Je m’aperçois en ouvrant les yeux
que le rêve est trop fragile, qu’il se dissipe avec une vitesse inouïe dans la
lumière qui baigne la pièce, que même avec un effort de concentration, je
n’arriverai pas à reconstituer les mots que tu m’as dits.
Le texte m’échappe. Je le sens
glisser. Sécrétions de pittoresque, épanchements. Nostalgies de deux sous.
Illusions de l’enracinement. Ce personnage qui me parle la nuit encore une fois
m’échappe. Je finis par me laisser prendre à son histoire. Je finis par vouloir
un brin d’ordre, de logique, de patience dans mes épreuves au travail. Vivre à
petits pas, à petits feux. Le temps à se traîner jour après jour. Les courses à
faire. Magasiner. Les cours à enseigner. Encourager, si ce n’est que pousser des
jeunes filles à lire tel ou tel écrivain.
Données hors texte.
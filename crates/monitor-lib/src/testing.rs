//! In-memory gateway for engine tests

use async_trait::async_trait;
use serde_json::Value;
use std::collections::HashMap;
use std::sync::Mutex;
use std::time::Duration;

use crate::error::GatewayError;
use crate::gateway::{Operation, ProviderGateway, Scope};
use crate::models::{AccessToken, Site};

#[derive(Debug, Clone)]
enum Reply {
    Data(Value),
    Forbidden,
    Unavailable,
}

/// Scripted gateway: unscripted operations fail as unavailable
#[derive(Default)]
pub(crate) struct MockGateway {
    replies: HashMap<(Operation, Scope), Reply>,
    delays: HashMap<Operation, Duration>,
    calls: Mutex<Vec<(Operation, Scope)>>,
}

impl MockGateway {
    pub fn new() -> Self {
        Self::default()
    }

    pub fn reply(mut self, operation: Operation, scope: Scope, data: Value) -> Self {
        self.replies.insert((operation, scope), Reply::Data(data));
        self
    }

    pub fn forbid(mut self, operation: Operation, scope: Scope) -> Self {
        self.replies.insert((operation, scope), Reply::Forbidden);
        self
    }

    pub fn fail(mut self, operation: Operation, scope: Scope) -> Self {
        self.replies.insert((operation, scope), Reply::Unavailable);
        self
    }

    pub fn delay(mut self, operation: Operation, delay: Duration) -> Self {
        self.delays.insert(operation, delay);
        self
    }

    pub fn calls(&self) -> Vec<(Operation, Scope)> {
        self.calls.lock().unwrap().clone()
    }

    /// Number of calls whose operation has the given name
    pub fn count(&self, name: &str) -> usize {
        self.calls
            .lock()
            .unwrap()
            .iter()
            .filter(|(op, _)| op.name() == name)
            .count()
    }
}

#[async_trait]
impl ProviderGateway for MockGateway {
    async fn execute(
        &self,
        _site: &Site,
        operation: &Operation,
        scope: Scope,
    ) -> Result<Value, GatewayError> {
        self.calls.lock().unwrap().push((operation.clone(), scope));
        if let Some(delay) = self.delays.get(operation) {
            tokio::time::sleep(*delay).await;
        }
        match self.replies.get(&(operation.clone(), scope)) {
            Some(Reply::Data(data)) => Ok(data.clone()),
            Some(Reply::Forbidden) => Err(GatewayError::Forbidden {
                operation: operation.name(),
                message: "You are not authorized to perform the requested action (HTTP 403)"
                    .to_string(),
            }),
            Some(Reply::Unavailable) | None => Err(GatewayError::Unavailable {
                operation: operation.name(),
                code: 1,
                message: format!("no scripted reply for {}", operation.name()),
            }),
        }
    }
}

pub(crate) fn test_site() -> Site {
    Site::new("TEST-SITE", "vo.test.eu", AccessToken::new("test-token"))
}
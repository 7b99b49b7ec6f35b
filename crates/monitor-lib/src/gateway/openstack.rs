//! Gateway backed by the `openstack` command-line client
//!
//! Credentials travel through `OS_*` environment variables so the token
//! never shows up in the process list. Every invocation is bounded by a
//! timeout and the child is killed when it expires.

use super::{Operation, ProviderGateway, Scope};
use crate::error::GatewayError;
use crate::models::Site;
use async_trait::async_trait;
use serde::{Deserialize, Serialize};
use serde_json::Value;
use std::collections::HashMap;
use std::process::Stdio;
use std::time::Duration;
use tokio::process::Command;
use tracing::debug;
use url::Url;

/// Markers the client prints when the provider answers 403
const FORBIDDEN_MARKERS: &[&str] = &["HTTP 403", "(403)", "Forbidden"];

fn default_identity_provider() -> String {
    "egi.eu".to_string()
}

fn default_protocol() -> String {
    "openid".to_string()
}

/// Project hosting a VO at a site
#[derive(Debug, Clone, PartialEq, Eq, Serialize, Deserialize)]
pub struct VoProject {
    pub vo: String,
    pub project_id: String,
}

/// Identity endpoint and VO projects of one site
#[derive(Debug, Clone, Serialize, Deserialize)]
pub struct SiteEndpoint {
    pub name: String,
    pub auth_url: Url,
    #[serde(default = "default_identity_provider")]
    pub identity_provider: String,
    #[serde(default = "default_protocol")]
    pub protocol: String,
    #[serde(default)]
    pub projects: Vec<VoProject>,
}

impl SiteEndpoint {
    pub fn project_for(&self, vo: &str) -> Option<&str> {
        self.projects
            .iter()
            .find(|p| p.vo == vo)
            .map(|p| p.project_id.as_str())
    }
}

/// Runs provider operations through the `openstack` client
pub struct OpenStackCli {
    program: String,
    timeout: Duration,
    endpoints: HashMap<String, SiteEndpoint>,
}

impl OpenStackCli {
    pub fn new(
        program: impl Into<String>,
        timeout: Duration,
        endpoints: Vec<SiteEndpoint>,
    ) -> Self {
        Self {
            program: program.into(),
            timeout,
            endpoints: endpoints
                .into_iter()
                .map(|e| (e.name.clone(), e))
                .collect(),
        }
    }

    pub fn endpoint(&self, site: &str) -> Option<&SiteEndpoint> {
        self.endpoints.get(site)
    }

    /// Names of configured sites hosting the VO, sorted
    pub fn sites_for_vo(&self, vo: &str) -> Vec<String> {
        let mut sites: Vec<String> = self
            .endpoints
            .values()
            .filter(|e| e.project_for(vo).is_some())
            .map(|e| e.name.clone())
            .collect();
        sites.sort();
        sites
    }

    /// Client arguments for an operation
    fn command_args(operation: &Operation, project_id: &str) -> Vec<String> {
        let mut args: Vec<String> = match operation {
            Operation::ServerList => vec!["server".into(), "list".into(), "--long".into()],
            Operation::ServerShow { id } => vec!["server".into(), "show".into(), id.clone()],
            Operation::ServerDelete { id } => vec!["server".into(), "delete".into(), id.clone()],
            Operation::FlavorList => vec!["flavor".into(), "list".into(), "--long".into()],
            Operation::ImageShow { id } => vec!["image".into(), "show".into(), id.clone()],
            Operation::VolumeShow { id } => vec!["volume".into(), "show".into(), id.clone()],
            Operation::VolumeList => vec!["volume".into(), "list".into(), "--long".into()],
            Operation::UserList { domain_id } => {
                let mut args = vec!["user".into(), "list".into()];
                if let Some(domain) = domain_id {
                    args.push("--domain".into());
                    args.push(domain.clone());
                }
                args
            }
            Operation::UserShow { id } => vec!["user".into(), "show".into(), id.clone()],
            Operation::TokenIssue => vec!["token".into(), "issue".into()],
            Operation::QuotaShow => vec!["quota".into(), "show".into(), "--usage".into()],
            Operation::SecurityGroupList => vec![
                "security".into(),
                "group".into(),
                "list".into(),
                "--project".into(),
                project_id.to_string(),
            ],
            Operation::FloatingIpList => {
                vec!["floating".into(), "ip".into(), "list".into(), "--long".into()]
            }
        };
        if operation.returns_data() {
            args.push("--format".into());
            args.push("json".into());
        }
        args
    }
}

/// Map a failed invocation to the error taxonomy
fn classify_failure(operation: &'static str, code: i32, stderr: &str) -> GatewayError {
    let message = stderr.trim().to_string();
    if FORBIDDEN_MARKERS.iter().any(|m| message.contains(m)) {
        GatewayError::Forbidden { operation, message }
    } else {
        GatewayError::Unavailable {
            operation,
            code,
            message,
        }
    }
}

#[async_trait]
impl ProviderGateway for OpenStackCli {
    async fn execute(
        &self,
        site: &Site,
        operation: &Operation,
        scope: Scope,
    ) -> Result<Value, GatewayError> {
        let unknown = || GatewayError::UnknownSite {
            site: site.name.clone(),
            vo: site.vo.clone(),
        };
        let endpoint = self.endpoints.get(&site.name).ok_or_else(unknown)?;
        let project_id = endpoint.project_for(&site.vo).ok_or_else(unknown)?;

        let mut command = Command::new(&self.program);
        command
            .args(Self::command_args(operation, project_id))
            .env("OS_AUTH_URL", endpoint.auth_url.as_str())
            .env("OS_AUTH_TYPE", "v3oidcaccesstoken")
            .env("OS_IDENTITY_PROVIDER", &endpoint.identity_provider)
            .env("OS_PROTOCOL", &endpoint.protocol)
            .env("OS_ACCESS_TOKEN", site.token.expose())
            .env_remove("OS_PROJECT_ID")
            .env_remove("OS_PROJECT_NAME")
            .stdin(Stdio::null())
            .stdout(Stdio::piped())
            .stderr(Stdio::piped())
            .kill_on_drop(true);
        if scope == Scope::Vo {
            command.env("OS_PROJECT_ID", project_id);
        }

        debug!(
            site = %site.name,
            operation = operation.name(),
            scoped = scope == Scope::Vo,
            "Running provider command"
        );

        let output = match tokio::time::timeout(self.timeout, command.output()).await {
            Err(_) => {
                return Err(GatewayError::Timeout {
                    operation: operation.name(),
                    timeout: self.timeout,
                })
            }
            Ok(Err(source)) => {
                return Err(GatewayError::Launch {
                    operation: operation.name(),
                    source,
                })
            }
            Ok(Ok(output)) => output,
        };

        if !output.status.success() {
            return Err(classify_failure(
                operation.name(),
                output.status.code().unwrap_or(-1),
                &String::from_utf8_lossy(&output.stderr),
            ));
        }

        if !operation.returns_data() {
            return Ok(Value::Null);
        }

        serde_json::from_slice(&output.stdout).map_err(|source| GatewayError::Decode {
            operation: operation.name(),
            source,
        })
    }
}

#[cfg(test)]
mod tests {
    use super::*;
    use crate::models::AccessToken;

    fn endpoint() -> SiteEndpoint {
        SiteEndpoint {
            name: "IFCA-LCG2".to_string(),
            auth_url: Url::parse("https://api.cloud.ifca.es:5000/v3/").unwrap(),
            identity_provider: default_identity_provider(),
            protocol: default_protocol(),
            projects: vec![VoProject {
                vo: "vo.access.egi.eu".to_string(),
                project_id: "p-123".to_string(),
            }],
        }
    }

    #[test]
    fn test_command_args_add_json_format() {
        let args = OpenStackCli::command_args(&Operation::ServerList, "p-123");
        assert_eq!(args, vec!["server", "list", "--long", "--format", "json"]);
    }

    #[test]
    fn test_command_args_delete_has_no_format() {
        let args = OpenStackCli::command_args(&Operation::ServerDelete { id: "vm-1".into() }, "p");
        assert_eq!(args, vec!["server", "delete", "vm-1"]);
    }

    #[test]
    fn test_command_args_security_groups_scoped_to_project() {
        let args = OpenStackCli::command_args(&Operation::SecurityGroupList, "p-123");
        assert_eq!(&args[..5], &["security", "group", "list", "--project", "p-123"]);
    }

    #[test]
    fn test_command_args_user_list_by_domain() {
        let args = OpenStackCli::command_args(
            &Operation::UserList {
                domain_id: Some("d-1".into()),
            },
            "p",
        );
        assert_eq!(&args[..4], &["user", "list", "--domain", "d-1"]);
    }

    #[test]
    fn test_classify_forbidden() {
        let err = classify_failure("user list", 1, "You are not authorized (HTTP 403)");
        assert!(err.is_forbidden());
        let err = classify_failure("user list", 1, "Connection refused");
        assert!(!err.is_forbidden());
    }

    #[test]
    fn test_sites_for_vo() {
        let cli = OpenStackCli::new("openstack", Duration::from_secs(5), vec![endpoint()]);
        assert_eq!(cli.sites_for_vo("vo.access.egi.eu"), vec!["IFCA-LCG2"]);
        assert!(cli.sites_for_vo("other.vo").is_empty());
    }

    #[tokio::test]
    async fn test_unknown_site_rejected_before_running() {
        let cli = OpenStackCli::new("openstack", Duration::from_secs(5), vec![endpoint()]);
        let site = Site::new("NOWHERE", "vo.access.egi.eu", AccessToken::new("t"));
        let err = cli
            .execute(&site, &Operation::ServerList, Scope::Vo)
            .await
            .unwrap_err();
        assert!(matches!(err, GatewayError::UnknownSite { .. }));
    }

    #[tokio::test]
    async fn test_missing_program_is_launch_error() {
        let cli = OpenStackCli::new(
            "/nonexistent/openstack-client",
            Duration::from_secs(5),
            vec![endpoint()],
        );
        let site = Site::new("IFCA-LCG2", "vo.access.egi.eu", AccessToken::new("t"));
        let err = cli
            .execute(&site, &Operation::ServerList, Scope::Vo)
            .await
            .unwrap_err();
        assert!(matches!(err, GatewayError::Launch { .. }));
    }
}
Enfilement de gestes, miettes de vie,
de vide, de ville. Je finis par avoir la nostalgie du récit. Où la mener ? Elle
ne peut tout de même pas habiter le downtown
de Winnipeg, et à la fois, Toronto, Buenos Aires... La promener longtemps ainsi
dans des villes aux soirs chagrins, aux ombres resserrées, aux fantasmes futiles
? Restera l’exil, l’éternel sentiment d’être ailleurs, déracinée. Winnipeg ou Buenos
Aires, Toronto… Les villes se cherchent et se répondent dans la nuit. Parfois
elles se ressemblent. Quelle importance ! Quelque part dans l’imaginaire d’une
fille.
Un bout de ce rêve m’est revenu, un
brin de voix, la sonorité de tes phrases. Un matin, je recevrais une lettre
d’outre-tombe, une lettre sans nom à l’expéditeur ; d’un messager, un anonyme. Je
lirais : « Si tu entends le vent des
prairies et si l’eau du Bug s’agite avec véhémence, si les bouleaux hurlent
sous la tempête, sache que c’est moi qui pleure sur notre siècle, sur notre
échec, sur nos jeunesses gaspillées. Mais vois-tu, je pleure plus sur vous, sur
ceux qui restent, et quand je vois la façon dont les choses tournent… ».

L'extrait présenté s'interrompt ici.